● Records from a data source
-- -- --

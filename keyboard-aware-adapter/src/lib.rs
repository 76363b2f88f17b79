//! Adapter utilities for the `keyboard-aware` crate.
//!
//! The `keyboard-aware` crate is UI-agnostic and focuses on detecting keyboard transitions from
//! measurement passes. This crate provides small, framework-neutral helpers commonly needed by
//! toolkit bindings:
//!
//! - Bridge encoding (`"keyboardVisible"` / `"keyboardHidden"` events) and event sinks
//! - A keyboard-aware scroll controller (bottom inset bookkeeping, scroll to the focused input,
//!   scroll reset when the keyboard hides)
//!
//! This crate does not hold UI objects. Scrolling is expressed as [`ScrollCommand`] values that
//! the binding applies to the real scroll view.
#![cfg_attr(not(feature = "std"), no_std)]
#![forbid(unsafe_code)]

extern crate alloc;

#[cfg(test)]
extern crate std;

#[macro_use]
mod macros;

mod bridge;
mod controller;
mod layout;
mod options;
mod sink;


pub use bridge::{BridgeEvent, BridgeEventName, BridgePayload};
pub use controller::{KeyboardAwareScrollController, MeasureOutcome};
pub use layout::{ContentOffset, ElementLayout, KeyboardFrame, ScrollCommand};
pub use options::{
    DEFAULT_EXTRA_HEIGHT, DEFAULT_KEYBOARD_OPENING_TIME_MS, DEFAULT_TAB_BAR_HEIGHT,
    ScrollControllerOptions,
};
pub use sink::{BridgeEmitter, EventSink, FnSink, sink_fn};
use alloc::sync::Arc;

use crate::KeyboardTransitionEvent;

/// Fraction of the current height a measurement pass must remove (or add) before it counts as a
/// keyboard transition. A single suggestion row or a toolbar stays below it.
pub const DEFAULT_THRESHOLD: f64 = 0.25;

/// A callback fired for every transition a tracker emits.
///
/// This is a side channel (logging, analytics, test probes); the event is also returned from
/// `KeyboardTracker::on_measure`.
pub type OnTransitionCallback = Arc<dyn Fn(&KeyboardTransitionEvent) + Send + Sync>;

/// The tunable knobs of the height-delta heuristic.
///
/// Calibration is device/density dependent, so none of these are baked into the detector.
///
/// With `feature = "serde"`, this type implements `Serialize`/`Deserialize`.
#[derive(Clone, Copy, Debug, PartialEq)]
#[cfg_attr(feature = "serde", derive(serde::Serialize, serde::Deserialize))]
#[cfg_attr(feature = "serde", serde(default))]
pub struct DetectorPolicy {
    /// A transition fires only when `|Δheight| / current_height` is strictly greater than this.
    pub threshold: f64,
    /// Ignore passes with no recorded previous height (initial layout).
    pub suppress_first_measurement: bool,
    /// Ignore passes where the width changes too (rotation, container resize).
    pub suppress_on_width_change: bool,
}

impl Default for DetectorPolicy {
    fn default() -> Self {
        Self {
            threshold: DEFAULT_THRESHOLD,
            suppress_first_measurement: true,
            suppress_on_width_change: true,
        }
    }
}

impl DetectorPolicy {
    pub fn new() -> Self {
        Self::default()
    }

    pub fn is_valid_threshold(threshold: f64) -> bool {
        threshold.is_finite() && threshold >= 0.0
    }

    /// Sets the ratio threshold.
    ///
    /// Non-finite or negative values are rejected and the current threshold is kept.
    pub fn with_threshold(mut self, threshold: f64) -> Self {
        self.set_threshold(threshold);
        self
    }

    /// Returns `false` (and keeps the current value) when `threshold` is rejected.
    pub fn set_threshold(&mut self, threshold: f64) -> bool {
        if !Self::is_valid_threshold(threshold) {
            kwarn!(threshold, kept = self.threshold, "DetectorPolicy: rejected threshold");
            return false;
        }
        self.threshold = threshold;
        true
    }

    pub fn with_suppress_first_measurement(mut self, suppress: bool) -> Self {
        self.suppress_first_measurement = suppress;
        self
    }

    pub fn with_suppress_on_width_change(mut self, suppress: bool) -> Self {
        self.suppress_on_width_change = suppress;
        self
    }
}

/// Configuration for [`crate::KeyboardTracker`].
///
/// Cheap to clone: the observer lives in an `Arc`.
#[derive(Clone)]
pub struct TrackerOptions {
    pub policy: DetectorPolicy,
    /// When disabled, the tracker keeps recording heights but never emits.
    pub enabled: bool,
    pub on_transition: Option<OnTransitionCallback>,
}

impl TrackerOptions {
    pub fn new() -> Self {
        Self {
            policy: DetectorPolicy::default(),
            enabled: true,
            on_transition: None,
        }
    }

    pub fn with_policy(mut self, policy: DetectorPolicy) -> Self {
        self.policy = policy;
        self
    }

    pub fn with_threshold(mut self, threshold: f64) -> Self {
        self.policy.set_threshold(threshold);
        self
    }

    pub fn with_enabled(mut self, enabled: bool) -> Self {
        self.enabled = enabled;
        self
    }

    pub fn with_on_transition(
        mut self,
        on_transition: Option<impl Fn(&KeyboardTransitionEvent) + Send + Sync + 'static>,
    ) -> Self {
        self.on_transition = on_transition.map(|f| Arc::new(f) as _);
        self
    }
}

impl Default for TrackerOptions {
    fn default() -> Self {
        Self::new()
    }
}

impl core::fmt::Debug for TrackerOptions {
    fn fmt(&self, f: &mut core::fmt::Formatter<'_>) -> core::fmt::Result {
        f.debug_struct("TrackerOptions")
            .field("policy", &self.policy)
            .field("enabled", &self.enabled)
            .field("on_transition", &self.on_transition.as_ref().map(|_| ".."))
            .finish()
    }
}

-- -- --

● What is being asked
Take the lines from the start of the records through the line holding "This crate does", both included, and please print them exactly, with nothing else.

● Solution to the exercise
filename keyboard-aware-adapter/src/lib.rs
repository 76363b2f88f17b79
//! Adapter utilities for the `keyboard-aware` crate.
//!
//! The `keyboard-aware` crate is UI-agnostic and focuses on detecting keyboard transitions from
//! measurement passes. This crate provides small, framework-neutral helpers commonly needed by
//! toolkit bindings:
//!
//! - Bridge encoding (`"keyboardVisible"` / `"keyboardHidden"` events) and event sinks
//! - A keyboard-aware scroll controller (bottom inset bookkeeping, scroll to the focused input,
//!   scroll reset when the keyboard hides)
//!
//! This crate does not hold UI objects. Scrolling is expressed as [`ScrollCommand`] values that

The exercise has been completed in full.